Here, the traveling speed v (mm / sec) of the substrate 6 is constant, and the distance L (mm) from the potential sensor 3a to the discharge electrode 4a is known. Therefore, the time T (sec) from when a portion of the substrate 6 passes over the potential sensor 3a until it reaches the discharge electrode 4a is:
T (sec) = L (mm) / v (mm / sec)
Is required.

  On the other hand, the discharge electrode 4a of the charging neutralization mechanism 4 is connected to the voltage application unit 4c. When a voltage is applied to the discharge electrode 4a, corona discharge occurs between the second gas tube 8 as the ground electrode 4b. Like the first gas pipe 7, the second gas pipe 8 is fed with a gas containing nitrogen, argon, dry air, etc., and the ionized gas excited by the corona discharge is black in FIG. It is ejected in the direction of the arrow and sprayed onto the surface of the substrate 6.

  Here, the gas sent into the first and second gas pipes 7 and 8 needs to be an ultra-clean gas in order to prevent foreign matter from adhering to the substrate.

  The voltage application unit 4c applies an alternating voltage, and the gas in the second gas pipe 8 is ionized alternately into positive ions and negative ions. When the substrate 6 is positively charged, offset is performed so that the negative voltage of the AC voltage amplitude becomes larger than the positive voltage, and more negative ions are generated than the positive ions, so that the negative ions contribute to neutralization. . Further, when the substrate 6 is negatively charged, the positive voltage of the AC voltage amplitude is offset so as to be larger than the negative voltage to generate more positive ions than the negative ions, so that the positive ions contribute to neutralization. To. In any aspect, after the completion of neutralization, the same amount of positive ions and negative ions is generated. By doing so, ions having the same polarity as the original charging of the substrate 6 do not contribute to neutralization.

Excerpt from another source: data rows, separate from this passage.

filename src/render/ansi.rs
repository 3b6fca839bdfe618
//! ANSI escape sequences for terminal control.
//!
//! The crate assumes a fixed VT100/xterm-compatible dialect; these are the
//! exact byte strings it emits. No terminfo lookup anywhere.

use std::io::{self, Write};

use crate::types::Pos;

/// Escape character.
pub const ESC: &str = "\x1b";

/// Clear the whole screen.
pub const CLEAR: &str = "\x1b[2J";

/// Move the cursor to the top-left corner.
pub const HOME: &str = "\x1b[H";

/// Reset all styling.
pub const RESET_STYLE: &str = "\x1b[0m";

/// Erase from the cursor to the end of the line.
pub const ERASE_LINE: &str = "\x1b[K";

pub const HIDE_CURSOR: &str = "\x1b[?25l";
pub const SHOW_CURSOR: &str = "\x1b[?25h";

/// Any-motion mouse tracking (press, release, move, scroll).
pub const MOUSE_ON: &str = "\x1b[?1003h";
pub const MOUSE_OFF: &str = "\x1b[?1003l";

/// Bracketed paste mode.
pub const PASTE_ON: &str = "\x1b[?2004h";
pub const PASTE_OFF: &str = "\x1b[?2004l";

/// Move the cursor to `pos` (0-based; the wire format is 1-based).
#[inline]
pub fn cursor_to<W: Write>(w: &mut W, pos: Pos) -> io::Result<()> {
    write!(w, "\x1b[{};{}H", pos.y + 1, pos.x + 1)
}
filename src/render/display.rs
//! Display grid and diff renderer.
//!
//! The display keeps two full character+style grids: the draw grid, which
//! `set_char` and friends write into, and a screen model recording what the
//! terminal currently shows. `render_area` diffs the two and emits a
//! cursor-addressed write for changed cells only, updating the screen model
//! cell by cell as it goes. Rendering the same frame twice in a row
//! therefore emits nothing, and a draw outside one render's area is still
//! pending for the next render that covers it.
//!
//! Grids are allocated once at the fixed maximum size; a terminal resize
//! only moves the logical bounds and forces one full repaint. The resize
//! signal handler itself just sets a flag — the size query and repaint
//! happen synchronously inside the next `render` call.

use std::borrow::Cow;
use std::io::{self, Write};

use tracing::trace;

use super::ansi;
use crate::types::{Area, Pos};

/// Widest terminal the grids accommodate.
pub const MAX_WIDTH: u16 = 256;
/// Tallest terminal the grids accommodate.
pub const MAX_HEIGHT: u16 = 256;

/// A styling escape sequence applied to a cell.
///
/// Equality is by sequence text, which is what drives the diff.
#[derive(Debug, Clone, PartialEq, Eq)]
pub struct Style(Cow<'static, str>);

impl Style {
    pub const fn from_static(seq: &'static str) -> Self {
        Self(Cow::Borrowed(seq))
    }

    pub fn new(seq: impl Into<Cow<'static, str>>) -> Self {
        Self(seq.into())
    }

    pub fn as_str(&self) -> &str {
        &self.0
    }
}

/// One terminal cell: a glyph and an optional style.
#[derive(Debug, Clone, PartialEq, Eq)]
pub struct Cell {
    pub ch: char,
    pub style: Option<Style>,
}

impl Default for Cell {
    fn default() -> Self {
        Self {
            ch: ' ',
            style: None,
        }
    }
}

/// Styled-character grid with minimal-update rendering.
#[derive(Debug)]
pub struct Display {
    /// The grid draw calls write into.
    grid: Vec<Cell>,
    /// What the terminal currently shows, updated per emitted cell.
    screen: Vec<Cell>,
    /// Current terminal bounds; cells beyond them are ignored.
    size: Pos,
    force_repaint: bool,
}

impl Display {
    /// Create a display for a terminal of `size`. Bounds are clamped to the
    /// fixed maximum grid dimensions; the backing grids never grow.
    pub fn new(size: Pos) -> Self {
        let cells = MAX_WIDTH as usize * MAX_HEIGHT as usize;
        Self {
            grid: vec![Cell::default(); cells],
            screen: vec![Cell::default(); cells],
            size: clamp_size(size),
            force_repaint: true,
        }
    }

    /// Current terminal bounds.
    pub fn size(&self) -> Pos {
        self.size
    }

    /// Update the bounds after a terminal resize and schedule one
    /// unconditional full repaint.
    pub fn resize(&mut self, size: Pos) {
        self.size = clamp_size(size);
        self.force_repaint = true;
    }

    /// Force the next render to repaint every cell regardless of the diff.
    pub fn invalidate(&mut self) {
        self.force_repaint = true;
    }

    /// Set the glyph at `pos` in the draw grid. Out-of-bounds writes are
    /// silently ignored.
    pub fn set_char(&mut self, pos: Pos, ch: char) {
        if let Some(idx) = self.index(pos) {
            self.grid[idx].ch = ch;
        }
    }

    /// Set the style at `pos` in the draw grid. Out-of-bounds writes are
    /// silently ignored.
    pub fn set_style(&mut self, pos: Pos, style: Style) {
        if let Some(idx) = self.index(pos) {
            self.grid[idx].style = Some(style);
        }
    }

    /// Reset every cell of `area` in the draw grid to a blank glyph and
    /// default style.
    pub fn clear_area(&mut self, area: Area) {
        let area = area.normalized();
        for y in area.first.y..=area.second.y.min(self.size.y.saturating_sub(1)) {
            for x in area.first.x..=area.second.x.min(self.size.x.saturating_sub(1)) {
                if let Some(idx) = self.index(Pos::new(x, y)) {
                    self.grid[idx] = Cell::default();
                }
            }
        }
    }

    /// Clear the whole current bounds.
    pub fn clear(&mut self) {
        self.clear_area(Area::of_size(self.size));
    }

    /// Diff-render `area` (intersected with the current bounds) to `out`.
    ///
    /// Emits, per changed cell: the style sequence if the cell is styled, a
    /// cursor-position escape, the glyph, and a style reset. Only emitted
    /// cells update the screen model, so draws falling outside `area` stay
    /// pending until a later render covers them. Clears the forced-repaint
    /// flag. Returns the number of cells written.
    pub fn render_area<W: Write>(&mut self, out: &mut W, area: Area) -> io::Result<usize> {
        let area = area.normalized();
        let mut written = 0usize;

        for y in area.first.y..=area.second.y {
            if y >= self.size.y {
                break;
            }
            for x in area.first.x..=area.second.x {
                if x >= self.size.x {
                    break;
                }
                let idx = y as usize * MAX_WIDTH as usize + x as usize;
                let cell = &self.grid[idx];
                if self.force_repaint || *cell != self.screen[idx] {
                    if let Some(style) = &cell.style {
                        out.write_all(style.as_str().as_bytes())?;
                    }
                    ansi::cursor_to(out, Pos::new(x, y))?;
                    let mut glyph = [0u8; 4];
                    out.write_all(cell.ch.encode_utf8(&mut glyph).as_bytes())?;
                    out.write_all(ansi::RESET_STYLE.as_bytes())?;
                    self.screen[idx] = cell.clone();
                    written += 1;
                }
            }
        }

        self.force_repaint = false;

        trace!(cells = written, "rendered area");
        Ok(written)
    }

    /// Render the full screen area.
    ///
    /// Consumes a pending resize notification first: the terminal size is
    /// re-queried, bounds updated, and the whole new area repainted once.
    pub fn render<W: Write>(&mut self, out: &mut W) -> io::Result<usize> {
        #[cfg(unix)]
        if crate::term::take_resize() {
            self.resize(crate::term::window_size()?);
        }
        let written = self.render_area(out, Area::of_size(self.size))?;
        out.flush()?;
        Ok(written)
    }

    #[inline]
    fn index(&self, pos: Pos) -> Option<usize> {
        if pos.x < self.size.x && pos.y < self.size.y {
            Some(pos.y as usize * MAX_WIDTH as usize + pos.x as usize)
        } else {
            None
        }
    }
}

fn clamp_size(size: Pos) -> Pos {
    Pos::new(size.x.min(MAX_WIDTH), size.y.min(MAX_HEIGHT))
}

#[cfg(test)]
mod tests {
    use super::*;

    const BOLD: Style = Style::from_static("\x1b[1m");

    fn display() -> Display {
        let mut d = Display::new(Pos::new(20, 10));
        // Flush the initial forced repaint so tests start from a clean diff.
        let mut sink = Vec::new();
        d.render_area(&mut sink, Area::of_size(d.size())).unwrap();
        d
    }

    #[test]
    fn only_changed_cells_are_written() {
        let mut d = display();
        d.set_char(Pos::new(3, 2), 'x');

        let mut out = Vec::new();
        let written = d.render_area(&mut out, Area::of_size(d.size())).unwrap();
        assert_eq!(written, 1);
        assert_eq!(out, b"\x1b[3;4Hx\x1b[0m");
    }

    #[test]
    fn diff_is_idempotent() {
        let mut d = display();
        d.set_char(Pos::new(0, 0), 'a');

        let mut out = Vec::new();
        d.render_area(&mut out, Area::of_size(d.size())).unwrap();
        assert!(!out.is_empty());

        out.clear();
        let written = d.render_area(&mut out, Area::of_size(d.size())).unwrap();
        assert_eq!(written, 0);
        assert!(out.is_empty());
    }

    #[test]
    fn draws_outside_partial_area_stay_pending() {
        let mut d = display();
        d.set_char(Pos::new(8, 4), 'Z');

        // A render over a corner that excludes the draw emits nothing and
        // must not absorb it.
        let mut out = Vec::new();
        let corner = Area::new(Pos::new(0, 0), Pos::new(2, 2));
        assert_eq!(d.render_area(&mut out, corner).unwrap(), 0);
        assert!(out.is_empty());

        // The next full render still owes the terminal that cell.
        let written = d.render_area(&mut out, Area::of_size(d.size())).unwrap();
        assert_eq!(written, 1);
        assert_eq!(out, b"\x1b[5;9HZ\x1b[0m");
    }

    #[test]
    fn invalidate_forces_full_repaint() {
        let mut d = display();
        let area = Area::new(Pos::new(0, 0), Pos::new(4, 1));

        let mut out = Vec::new();
        assert_eq!(d.render_area(&mut out, area).unwrap(), 0);

        d.invalidate();
        out.clear();
        // 5 columns x 2 lines, all unchanged, all repainted anyway.
        assert_eq!(d.render_area(&mut out, area).unwrap(), 10);
    }

    #[test]
    fn resize_updates_bounds_and_repaints() {
        let mut d = display();
        d.resize(Pos::new(2, 2));
        let mut out = Vec::new();
        assert_eq!(d.render_area(&mut out, Area::of_size(Pos::new(50, 50))).unwrap(), 4);
        assert_eq!(d.size(), Pos::new(2, 2));
    }

    #[test]
    fn styled_cell_wraps_glyph_in_style_and_reset() {
        let mut d = display();
        d.set_char(Pos::new(0, 0), 'S');
        d.set_style(Pos::new(0, 0), BOLD);

        let mut out = Vec::new();
        d.render_area(&mut out, Area::of_size(d.size())).unwrap();
        assert_eq!(out, b"\x1b[1m\x1b[1;1HS\x1b[0m");
    }

    #[test]
    fn out_of_bounds_writes_are_ignored() {
        let mut d = display();
        d.set_char(Pos::new(100, 100), 'x');
        d.set_style(Pos::new(25, 0), BOLD);

        let mut out = Vec::new();
        assert_eq!(d.render_area(&mut out, Area::of_size(Pos::new(300, 300))).unwrap(), 0);
    }

    #[test]
    fn clear_area_blanks_cells() {
        let mut d = display();
        d.set_char(Pos::new(1, 1), 'x');
        d.set_char(Pos::new(2, 1), 'y');
        let mut out = Vec::new();
        d.render_area(&mut out, Area::of_size(d.size())).unwrap();

        d.clear_area(Area::new(Pos::new(1, 1), Pos::new(2, 1)));
        out.clear();
        // Both cells changed back to blanks.
        assert_eq!(d.render_area(&mut out, Area::of_size(d.size())).unwrap(), 2);
    }

    #[test]
    fn size_is_clamped_to_grid_maximum() {
        let d = Display::new(Pos::new(10_000, 10_000));
        assert_eq!(d.size(), Pos::new(MAX_WIDTH, MAX_HEIGHT));
    }
}
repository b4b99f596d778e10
use crate::foundation::core::Size;
use crate::foundation::error::{VidsumError, VidsumResult};

/// Mosaic geometry: `columns x rows` cells of `cell_size`, tiled row-major on `canvas_size`.
#[derive(Clone, Copy, Debug, PartialEq)]
pub struct GridGeometry {
    pub columns: usize,
    pub rows: usize,
    pub cell_size: Size,
    pub canvas_size: Size,
    /// Uniform factor applied to the reference cell; always `<= 1.0`.
    pub scale: f64,
}

impl GridGeometry {
    pub fn capacity(&self) -> usize {
        self.columns * self.rows
    }

    /// `(column, row)` of the `index`-th cell, left-to-right then top-to-bottom.
    pub fn cell_index(&self, index: usize) -> (usize, usize) {
        (index % self.columns, index / self.columns)
    }

    /// Top-left pixel of the `index`-th cell.
    pub fn cell_origin(&self, index: usize) -> (u32, u32) {
        let (col, row) = self.cell_index(index);
        (col as u32 * self.cell_size.w, row as u32 * self.cell_size.h)
    }
}

/// Compute a grid that holds `subject_count` cells of `reference_cell_size`, downscaled
/// uniformly when the canvas would be wider than `max_canvas_w`.
///
/// Cells are treated as pixels of a square-ish image so the mosaic keeps roughly the aspect
/// ratio of the video.
pub fn plan(
    subject_count: usize,
    reference_cell_size: Size,
    max_canvas_w: u32,
) -> VidsumResult<GridGeometry> {
    if subject_count == 0 {
        return Err(VidsumError::invalid_input(
            "grid layout requires at least one subject",
        ));
    }
    if reference_cell_size.is_empty() {
        return Err(VidsumError::invalid_input(format!(
            "reference cell size must be non-zero (got {}x{})",
            reference_cell_size.w, reference_cell_size.h
        )));
    }
    if max_canvas_w == 0 {
        return Err(VidsumError::invalid_input("max canvas width must be non-zero"));
    }

    let side = ((subject_count as f64).sqrt() + 0.5).floor() as usize;
    let rows = side.max(1);
    let mut columns = rows;
    if columns * rows < subject_count {
        columns += 1;
    }

    let full_w = u64::from(reference_cell_size.w) * columns as u64;
    let (cell_size, scale) = if full_w > u64::from(max_canvas_w) {
        let scale = f64::from(max_canvas_w) / full_w as f64;
        // Exact integer floor of `scale * dim`.
        let scaled = |dim: u32| (u64::from(dim) * u64::from(max_canvas_w) / full_w) as u32;
        let cell = Size::new(scaled(reference_cell_size.w), scaled(reference_cell_size.h));
        (cell, scale)
    } else {
        (reference_cell_size, 1.0)
    };
    if cell_size.is_empty() {
        return Err(VidsumError::invalid_input(format!(
            "{columns} columns do not fit in {max_canvas_w}px"
        )));
    }

    let canvas_w = u64::from(cell_size.w) * columns as u64;
    let canvas_h = u64::from(cell_size.h) * rows as u64;
    let canvas_size = Size::new(
        u32::try_from(canvas_w)
            .map_err(|_| VidsumError::invalid_input("canvas width overflows u32"))?,
        u32::try_from(canvas_h)
            .map_err(|_| VidsumError::invalid_input("canvas height overflows u32"))?,
    );

    Ok(GridGeometry {
        columns,
        rows,
        cell_size,
        canvas_size,
        scale,
    })
}
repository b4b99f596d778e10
use crate::annotations::model::Subject;
use crate::foundation::error::{VidsumError, VidsumResult};
use crate::media::grabber::{FrameGrabber, SampledFrame};

/// Which video positions illustrate a subject.
#[derive(Clone, Copy, Debug, PartialEq, serde::Serialize, serde::Deserialize)]
pub enum SamplePolicy {
    /// The subject's first timestamp (shot start, first detection).
    SingleFrame,
    /// A position inside the subject, `0.0` = first, `1.0` = last.
    InterpolatedFrame(f64),
    /// Up to `max_count` samples: every detection of an object (truncated), or evenly spaced
    /// interior positions of a shot.
    AllFrames(usize),
}

/// One position to request from the grabber.
#[derive(Clone, Copy, Debug, PartialEq, Eq)]
pub struct SampleTarget {
    pub timestamp_ns: u64,
    pub detection: Option<usize>,
}

fn check_ratio(ratio: f64) -> VidsumResult<f64> {
    if !(0.0..=1.0).contains(&ratio) {
        return Err(VidsumError::invalid_input(format!(
            "sample ratio must be within [0, 1] (got {ratio})"
        )));
    }
    Ok(ratio)
}

/// `k` evenly spaced interior ratios `(i + 1) / (k + 1)`.
pub fn even_ratios(k: usize) -> impl Iterator<Item = f64> {
    (0..k).map(move |i| (i + 1) as f64 / (k + 1) as f64)
}

/// Resolve the positions `policy` asks for on `subject`, in playback order.
pub fn sample_targets(subject: &Subject, policy: SamplePolicy) -> VidsumResult<Vec<SampleTarget>> {
    let targets = match (subject, policy) {
        (Subject::Shot(shot), SamplePolicy::SingleFrame) => vec![SampleTarget {
            timestamp_ns: shot.start_ns,
            detection: None,
        }],
        (Subject::Shot(shot), SamplePolicy::InterpolatedFrame(ratio)) => {
            let ratio = check_ratio(ratio)?;
            vec![SampleTarget {
                timestamp_ns: interpolate_ns(shot.start_ns, shot.end_ns, ratio),
                detection: None,
            }]
        }
        (Subject::Shot(shot), SamplePolicy::AllFrames(k)) => even_ratios(k)
            .map(|ratio| SampleTarget {
                timestamp_ns: interpolate_ns(shot.start_ns, shot.end_ns, ratio),
                detection: None,
            })
            .collect(),
        (Subject::Object(obj), SamplePolicy::SingleFrame) => obj
            .frames
            .first()
            .map(|f| SampleTarget {
                timestamp_ns: f.timestamp_ns,
                detection: Some(0),
            })
            .into_iter()
            .collect(),
        (Subject::Object(obj), SamplePolicy::InterpolatedFrame(ratio)) => {
            let ratio = check_ratio(ratio)?;
            if obj.frames.is_empty() {
                Vec::new()
            } else {
                let last = obj.frames.len() - 1;
                let idx = ((ratio * last as f64) + 0.5).floor() as usize;
                let idx = idx.min(last);
                vec![SampleTarget {
                    timestamp_ns: obj.frames[idx].timestamp_ns,
                    detection: Some(idx),
                }]
            }
        }
        (Subject::Object(obj), SamplePolicy::AllFrames(max_count)) => obj
            .frames
            .iter()
            .take(max_count)
            .enumerate()
            .map(|(idx, f)| SampleTarget {
                timestamp_ns: f.timestamp_ns,
                detection: Some(idx),
            })
            .collect(),
    };
    Ok(targets)
}

fn interpolate_ns(start_ns: u64, end_ns: u64, ratio: f64) -> u64 {
    let span = end_ns.saturating_sub(start_ns) as f64;
    start_ns + (ratio * span + 0.5).floor() as u64
}

/// Pull-based, single-pass frame reads for one subject.
///
/// Each `next()` performs exactly one grabber read. After the first failure the error is
/// yielded once and the iterator is exhausted: a subject is either fully sampled or skipped.
pub struct FrameSamples<'g, G: FrameGrabber + ?Sized> {
    grabber: &'g mut G,
    targets: std::vec::IntoIter<SampleTarget>,
    failed: bool,
}

impl<'g, G: FrameGrabber + ?Sized> FrameSamples<'g, G> {
    pub fn new(
        subject: &Subject,
        policy: SamplePolicy,
        grabber: &'g mut G,
    ) -> VidsumResult<Self> {
        Ok(Self {
            grabber,
            targets: sample_targets(subject, policy)?.into_iter(),
            failed: false,
        })
    }

    pub fn remaining(&self) -> usize {
        if self.failed { 0 } else { self.targets.len() }
    }
}

impl<G: FrameGrabber + ?Sized> Iterator for FrameSamples<'_, G> {
    type Item = VidsumResult<SampledFrame>;

    fn next(&mut self) -> Option<Self::Item> {
        if self.failed {
            return None;
        }
        let target = self.targets.next()?;
        match self.grabber.seek_and_read(target.timestamp_ns) {
            Ok(image) => Some(Ok(SampledFrame {
                image,
                timestamp_ns: target.timestamp_ns,
                detection: target.detection,
            })),
            Err(err) => {
                self.failed = true;
                Some(Err(match err {
                    VidsumError::FrameUnavailable(_) => err,
                    other => VidsumError::frame_unavailable(format!(
                        "@{}ns: {other}",
                        target.timestamp_ns
                    )),
                }))
            }
        }
    }

    fn size_hint(&self) -> (usize, Option<usize>) {
        (0, Some(self.remaining()))
    }
}

impl<G: FrameGrabber + ?Sized> std::iter::FusedIterator for FrameSamples<'_, G> {}

/// Read every sample of `subject` eagerly; the first grabber failure aborts the subject.
pub fn sample<G: FrameGrabber + ?Sized>(
    subject: &Subject,
    policy: SamplePolicy,
    grabber: &mut G,
) -> VidsumResult<Vec<SampledFrame>> {
    FrameSamples::new(subject, policy, grabber)?.collect()
}

#[cfg(test)]
mod tests {
    use super::*;
    use crate::annotations::model::{ObjectFrame, ObjectSubject, ShotSubject};
    use crate::foundation::core::{Rect, Size};
    use image::RgbImage;

    struct ScriptedGrabber {
        fail_at_or_after_ns: u64,
        reads: Vec<u64>,
    }

    impl FrameGrabber for ScriptedGrabber {
        fn frame_size(&self) -> Size {
            Size::new(4, 2)
        }

        fn seek_and_read(&mut self, timestamp_ns: u64) -> VidsumResult<RgbImage> {
            self.reads.push(timestamp_ns);
            if timestamp_ns >= self.fail_at_or_after_ns {
                return Err(VidsumError::frame_unavailable("past end of stream"));
            }
            Ok(RgbImage::new(4, 2))
        }
    }

    fn shot(start_ns: u64, end_ns: u64) -> Subject {
        Subject::Shot(ShotSubject { start_ns, end_ns })
    }

    fn object(frames: usize) -> Subject {
        Subject::Object(ObjectSubject {
            label: "dog".to_string(),
            confidence: 0.9,
            frames: (0..frames as u64)
                .map(|i| ObjectFrame::new(1_000 + i * 10, Rect::new(0.0, 0.0, 0.5, 0.5)))
                .collect(),
        })
    }

    fn timestamps(subject: &Subject, policy: SamplePolicy) -> Vec<u64> {
        sample_targets(subject, policy)
            .unwrap()
            .into_iter()
            .map(|t| t.timestamp_ns)
            .collect()
    }

    #[test]
    fn shot_policies_resolve_positions() {
        let s = shot(1_000, 2_000);
        assert_eq!(timestamps(&s, SamplePolicy::SingleFrame), vec![1_000]);
        assert_eq!(timestamps(&s, SamplePolicy::InterpolatedFrame(0.5)), vec![1_500]);
        assert_eq!(timestamps(&s, SamplePolicy::InterpolatedFrame(1.0)), vec![2_000]);
        assert_eq!(
            timestamps(&s, SamplePolicy::AllFrames(3)),
            vec![1_250, 1_500, 1_750]
        );
    }

    #[test]
    fn object_policies_follow_detections() {
        let o = object(20);
        assert_eq!(timestamps(&o, SamplePolicy::SingleFrame), vec![1_000]);
        assert_eq!(timestamps(&o, SamplePolicy::InterpolatedFrame(1.0)), vec![1_190]);
        let all = sample_targets(&o, SamplePolicy::AllFrames(12)).unwrap();
        assert_eq!(all.len(), 12);
        assert_eq!(all[11].detection, Some(11));
        assert_eq!(all[11].timestamp_ns, 1_110);
    }

    #[test]
    fn out_of_range_ratios_are_invalid_input() {
        let err = sample_targets(&shot(0, 10), SamplePolicy::InterpolatedFrame(1.5)).unwrap_err();
        assert!(matches!(err, VidsumError::InvalidInput(_)));
    }

    #[test]
    fn first_failure_aborts_the_subject() {
        let mut grabber = ScriptedGrabber {
            fail_at_or_after_ns: 1_020,
            reads: Vec::new(),
        };
        let err = sample(&object(5), SamplePolicy::AllFrames(5), &mut grabber).unwrap_err();
        assert!(matches!(err, VidsumError::FrameUnavailable(_)));
        assert_eq!(grabber.reads, vec![1_000, 1_010, 1_020]);
    }

    #[test]
    fn iterator_is_single_pass_and_fused_after_error() {
        let mut grabber = ScriptedGrabber {
            fail_at_or_after_ns: 1_010,
            reads: Vec::new(),
        };
        let subject = object(4);
        let mut it = FrameSamples::new(&subject, SamplePolicy::AllFrames(4), &mut grabber).unwrap();
        assert!(it.next().unwrap().is_ok());
        assert!(it.next().unwrap().is_err());
        assert!(it.next().is_none());
        assert_eq!(it.remaining(), 0);
    }

    #[test]
    fn samples_carry_their_detection_index() {
        let mut grabber = ScriptedGrabber {
            fail_at_or_after_ns: u64::MAX,
            reads: Vec::new(),
        };
        let frames = sample(&object(3), SamplePolicy::AllFrames(10), &mut grabber).unwrap();
        let idx: Vec<_> = frames.iter().map(|f| f.detection).collect();
        assert_eq!(idx, vec![Some(0), Some(1), Some(2)]);
        assert_eq!(frames[2].timestamp_ns, 1_020);
    }
}
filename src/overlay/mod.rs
//! Per-frame overlays drawn on sampled video frames.

pub mod anonymize;
pub mod blend;
pub mod caption;
pub mod compositor;
pub mod style;
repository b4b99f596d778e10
pub mod grid;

  Further, an applied voltage for generating ions corresponding to the charged potential of the substrate 6 is input to the control unit 5 in advance, and ions corresponding to the charged potential detected by the potential sensor 3a are detected from the detection T ( sec) and a signal is transmitted to the voltage application unit 4c so that it can be sprayed onto the surface of the substrate 6.

  Thereby, neutralization of the charge in the charge neutralization mechanism 4 can be performed according to the charge potential of the substrate 6 detected by the charge detection mechanism 3, and the distance between the potential sensor 3a and the discharge electrode 4a, and The timing for operating the voltage application unit 4c can be controlled according to the conveyance speed of the substrate 6. By repeating this every predetermined time, the local charge of the substrate 6 can be appropriately neutralized, and the substrate 6 can be transported while removing the entire charge of the substrate 6.

  Since the charging detection mechanism 3 detects the charging potential without contacting the substrate 6, it can detect the charging potential accurately without generating new charging due to friction.

  In addition, by using the second gas pipe 8 for gas ejection in the charging neutralization mechanism 4 as a ground electrode, charging of the gas due to friction with the second gas pipe 8 can be prevented. Therefore, the charging neutralization mechanism 4 does not cause a new charge on the substrate 6.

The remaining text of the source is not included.